[What you should do]
Would you transcribe exactly the lines below, starting at the one that contains "let out = Resolution::new(80, 64);" and ending with the last line, both included? Leave out all other lines.
━━━ Material provided ━━━
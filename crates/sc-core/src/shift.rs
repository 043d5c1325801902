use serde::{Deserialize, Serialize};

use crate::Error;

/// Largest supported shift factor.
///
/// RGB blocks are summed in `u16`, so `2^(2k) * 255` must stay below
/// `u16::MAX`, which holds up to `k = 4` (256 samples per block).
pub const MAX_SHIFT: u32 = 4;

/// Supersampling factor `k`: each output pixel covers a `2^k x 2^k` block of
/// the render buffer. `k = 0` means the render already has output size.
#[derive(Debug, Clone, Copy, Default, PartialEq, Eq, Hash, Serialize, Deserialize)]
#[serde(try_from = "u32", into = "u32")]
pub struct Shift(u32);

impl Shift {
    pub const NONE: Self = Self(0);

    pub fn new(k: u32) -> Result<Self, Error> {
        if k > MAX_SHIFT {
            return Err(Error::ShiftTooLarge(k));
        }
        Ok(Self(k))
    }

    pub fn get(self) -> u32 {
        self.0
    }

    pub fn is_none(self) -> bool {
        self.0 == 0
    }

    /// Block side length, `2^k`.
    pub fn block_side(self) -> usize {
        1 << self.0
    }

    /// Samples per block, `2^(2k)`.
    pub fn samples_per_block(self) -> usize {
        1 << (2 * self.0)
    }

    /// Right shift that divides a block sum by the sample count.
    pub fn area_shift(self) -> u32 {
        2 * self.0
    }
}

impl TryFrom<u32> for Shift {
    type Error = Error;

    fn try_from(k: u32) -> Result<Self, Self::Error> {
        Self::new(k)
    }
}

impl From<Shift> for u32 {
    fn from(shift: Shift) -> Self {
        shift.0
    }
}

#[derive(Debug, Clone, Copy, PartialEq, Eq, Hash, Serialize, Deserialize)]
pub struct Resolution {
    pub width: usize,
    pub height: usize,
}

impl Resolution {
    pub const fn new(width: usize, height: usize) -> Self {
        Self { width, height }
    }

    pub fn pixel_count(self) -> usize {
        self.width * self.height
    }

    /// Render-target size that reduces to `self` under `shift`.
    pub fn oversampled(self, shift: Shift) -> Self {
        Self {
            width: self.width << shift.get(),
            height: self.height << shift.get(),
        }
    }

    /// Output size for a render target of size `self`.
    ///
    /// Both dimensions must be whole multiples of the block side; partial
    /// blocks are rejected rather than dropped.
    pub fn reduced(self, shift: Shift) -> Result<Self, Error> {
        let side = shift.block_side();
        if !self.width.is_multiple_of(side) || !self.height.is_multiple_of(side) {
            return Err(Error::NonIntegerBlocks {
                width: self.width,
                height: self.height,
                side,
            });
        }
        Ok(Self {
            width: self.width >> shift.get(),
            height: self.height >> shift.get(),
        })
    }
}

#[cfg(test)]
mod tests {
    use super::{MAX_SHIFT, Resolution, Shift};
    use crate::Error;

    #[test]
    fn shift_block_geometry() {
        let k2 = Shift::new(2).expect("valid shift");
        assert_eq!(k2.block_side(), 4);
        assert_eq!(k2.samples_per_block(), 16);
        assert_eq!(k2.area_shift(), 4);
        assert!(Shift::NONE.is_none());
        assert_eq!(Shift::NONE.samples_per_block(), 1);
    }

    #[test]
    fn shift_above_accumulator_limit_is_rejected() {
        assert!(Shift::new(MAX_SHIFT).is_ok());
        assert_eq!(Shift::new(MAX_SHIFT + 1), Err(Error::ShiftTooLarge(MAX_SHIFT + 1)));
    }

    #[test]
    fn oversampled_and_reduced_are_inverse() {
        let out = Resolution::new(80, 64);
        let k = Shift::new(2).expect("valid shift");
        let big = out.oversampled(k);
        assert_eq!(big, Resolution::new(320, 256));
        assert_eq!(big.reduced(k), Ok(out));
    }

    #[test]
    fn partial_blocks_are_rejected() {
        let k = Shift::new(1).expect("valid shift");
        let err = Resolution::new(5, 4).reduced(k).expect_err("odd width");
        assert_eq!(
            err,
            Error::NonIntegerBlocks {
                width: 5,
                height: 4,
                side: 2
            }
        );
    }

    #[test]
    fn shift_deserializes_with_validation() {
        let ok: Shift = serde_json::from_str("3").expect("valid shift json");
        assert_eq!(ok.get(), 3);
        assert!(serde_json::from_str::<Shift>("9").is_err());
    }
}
━━━
[Task answer]
        let out = Resolution::new(80, 64);
        let k = Shift::new(2).expect("valid shift");
        let big = out.oversampled(k);
        assert_eq!(big, Resolution::new(320, 256));
        assert_eq!(big.reduced(k), Ok(out));
    }

    #[test]
    fn partial_blocks_are_rejected() {
        let k = Shift::new(1).expect("valid shift");
        let err = Resolution::new(5, 4).reduced(k).expect_err("odd width");
        assert_eq!(
            err,
            Error::NonIntegerBlocks {
                width: 5,
                height: 4,
                side: 2
            }
        );
    }

    #[test]
    fn shift_deserializes_with_validation() {
        let ok: Shift = serde_json::from_str("3").expect("valid shift json");
        assert_eq!(ok.get(), 3);
        assert!(serde_json::from_str::<Shift>("9").is_err());
    }
}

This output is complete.